▶ **Stored items**:
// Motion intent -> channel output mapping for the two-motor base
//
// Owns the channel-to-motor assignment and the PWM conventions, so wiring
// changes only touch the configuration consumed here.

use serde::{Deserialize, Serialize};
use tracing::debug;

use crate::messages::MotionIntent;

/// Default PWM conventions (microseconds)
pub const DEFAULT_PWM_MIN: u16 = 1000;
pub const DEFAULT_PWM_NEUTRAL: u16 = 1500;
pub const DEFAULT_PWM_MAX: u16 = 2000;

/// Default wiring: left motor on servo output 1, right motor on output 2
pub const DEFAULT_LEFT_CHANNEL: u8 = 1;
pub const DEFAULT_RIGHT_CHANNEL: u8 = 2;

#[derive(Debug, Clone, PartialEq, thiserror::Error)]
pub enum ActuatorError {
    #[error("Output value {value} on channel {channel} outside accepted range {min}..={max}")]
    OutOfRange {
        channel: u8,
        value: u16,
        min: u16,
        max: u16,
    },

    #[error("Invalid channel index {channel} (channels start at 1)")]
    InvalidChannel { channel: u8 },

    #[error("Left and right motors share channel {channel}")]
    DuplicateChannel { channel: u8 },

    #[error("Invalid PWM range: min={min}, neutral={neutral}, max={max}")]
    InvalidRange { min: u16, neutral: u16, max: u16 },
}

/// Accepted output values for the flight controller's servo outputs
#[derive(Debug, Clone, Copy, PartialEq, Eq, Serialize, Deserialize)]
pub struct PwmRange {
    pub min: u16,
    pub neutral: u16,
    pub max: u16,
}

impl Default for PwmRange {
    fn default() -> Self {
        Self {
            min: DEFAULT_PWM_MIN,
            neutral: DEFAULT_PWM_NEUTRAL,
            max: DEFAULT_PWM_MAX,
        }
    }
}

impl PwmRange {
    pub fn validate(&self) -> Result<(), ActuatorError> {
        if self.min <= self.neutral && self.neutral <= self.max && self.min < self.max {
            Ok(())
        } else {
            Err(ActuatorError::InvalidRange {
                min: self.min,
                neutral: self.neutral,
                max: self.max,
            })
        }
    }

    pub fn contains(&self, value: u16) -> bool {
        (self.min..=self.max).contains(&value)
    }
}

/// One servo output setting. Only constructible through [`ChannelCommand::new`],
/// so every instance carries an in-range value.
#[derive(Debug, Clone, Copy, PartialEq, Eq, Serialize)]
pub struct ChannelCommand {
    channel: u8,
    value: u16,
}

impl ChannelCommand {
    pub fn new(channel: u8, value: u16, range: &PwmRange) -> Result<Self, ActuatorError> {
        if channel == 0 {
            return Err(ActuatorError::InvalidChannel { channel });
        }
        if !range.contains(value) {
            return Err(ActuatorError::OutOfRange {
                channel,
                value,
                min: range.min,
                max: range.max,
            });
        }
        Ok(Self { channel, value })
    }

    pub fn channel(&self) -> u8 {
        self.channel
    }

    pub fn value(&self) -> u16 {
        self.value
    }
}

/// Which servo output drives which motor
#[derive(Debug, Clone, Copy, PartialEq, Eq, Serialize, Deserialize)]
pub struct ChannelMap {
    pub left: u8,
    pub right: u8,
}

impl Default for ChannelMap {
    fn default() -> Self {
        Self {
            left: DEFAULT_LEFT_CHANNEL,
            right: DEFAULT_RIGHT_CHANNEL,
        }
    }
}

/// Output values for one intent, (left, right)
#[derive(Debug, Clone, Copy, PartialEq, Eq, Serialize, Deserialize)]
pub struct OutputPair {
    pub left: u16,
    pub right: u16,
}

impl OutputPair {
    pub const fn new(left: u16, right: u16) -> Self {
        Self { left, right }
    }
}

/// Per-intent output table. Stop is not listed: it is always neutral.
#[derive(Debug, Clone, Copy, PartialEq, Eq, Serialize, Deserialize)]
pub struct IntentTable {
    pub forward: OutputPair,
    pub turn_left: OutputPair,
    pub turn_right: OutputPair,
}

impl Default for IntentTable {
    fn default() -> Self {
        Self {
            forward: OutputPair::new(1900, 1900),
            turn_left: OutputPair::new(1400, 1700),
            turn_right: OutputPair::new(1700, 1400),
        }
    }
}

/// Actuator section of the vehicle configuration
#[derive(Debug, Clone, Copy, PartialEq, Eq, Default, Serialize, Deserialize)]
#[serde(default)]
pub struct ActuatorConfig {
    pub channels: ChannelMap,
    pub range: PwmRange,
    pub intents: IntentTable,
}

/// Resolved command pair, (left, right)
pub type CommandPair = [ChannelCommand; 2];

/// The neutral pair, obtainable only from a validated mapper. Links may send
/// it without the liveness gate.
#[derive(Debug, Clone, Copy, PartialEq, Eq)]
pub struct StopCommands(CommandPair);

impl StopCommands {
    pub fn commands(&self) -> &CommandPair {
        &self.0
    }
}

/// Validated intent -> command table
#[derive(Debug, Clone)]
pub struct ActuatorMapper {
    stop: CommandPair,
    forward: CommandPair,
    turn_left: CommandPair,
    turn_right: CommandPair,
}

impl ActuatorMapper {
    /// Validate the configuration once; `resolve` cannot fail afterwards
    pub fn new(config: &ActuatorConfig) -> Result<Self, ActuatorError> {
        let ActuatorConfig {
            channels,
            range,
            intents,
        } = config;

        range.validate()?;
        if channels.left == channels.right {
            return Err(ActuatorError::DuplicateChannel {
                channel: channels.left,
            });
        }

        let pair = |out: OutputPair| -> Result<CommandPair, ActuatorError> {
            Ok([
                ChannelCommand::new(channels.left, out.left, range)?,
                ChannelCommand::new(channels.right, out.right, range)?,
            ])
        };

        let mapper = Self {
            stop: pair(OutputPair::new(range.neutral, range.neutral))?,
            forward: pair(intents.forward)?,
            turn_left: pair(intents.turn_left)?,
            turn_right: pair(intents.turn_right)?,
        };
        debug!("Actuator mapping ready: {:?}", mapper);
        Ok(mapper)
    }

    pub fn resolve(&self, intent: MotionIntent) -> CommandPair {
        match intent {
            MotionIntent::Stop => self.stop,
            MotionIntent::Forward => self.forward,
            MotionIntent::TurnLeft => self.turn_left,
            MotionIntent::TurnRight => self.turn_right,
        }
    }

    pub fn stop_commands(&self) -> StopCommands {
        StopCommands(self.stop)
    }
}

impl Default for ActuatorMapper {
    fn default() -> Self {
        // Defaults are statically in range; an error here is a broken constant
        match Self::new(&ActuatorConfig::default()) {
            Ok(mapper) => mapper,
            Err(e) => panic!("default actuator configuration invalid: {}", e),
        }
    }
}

▶ **WHAT YOU ARE ASKED TO DO**: Your output should consist solely of the lines from the beginning of the entries through the line containing "pub enum ActuatorError", reproduced exactly.

▶ **REPLY TO THE TASK**:
// Motion intent -> channel output mapping for the two-motor base
//
// Owns the channel-to-motor assignment and the PWM conventions, so wiring
// changes only touch the configuration consumed here.

use serde::{Deserialize, Serialize};
use tracing::debug;

use crate::messages::MotionIntent;

/// Default PWM conventions (microseconds)
pub const DEFAULT_PWM_MIN: u16 = 1000;
pub const DEFAULT_PWM_NEUTRAL: u16 = 1500;
pub const DEFAULT_PWM_MAX: u16 = 2000;

/// Default wiring: left motor on servo output 1, right motor on output 2
pub const DEFAULT_LEFT_CHANNEL: u8 = 1;
pub const DEFAULT_RIGHT_CHANNEL: u8 = 2;

#[derive(Debug, Clone, PartialEq, thiserror::Error)]
pub enum ActuatorError {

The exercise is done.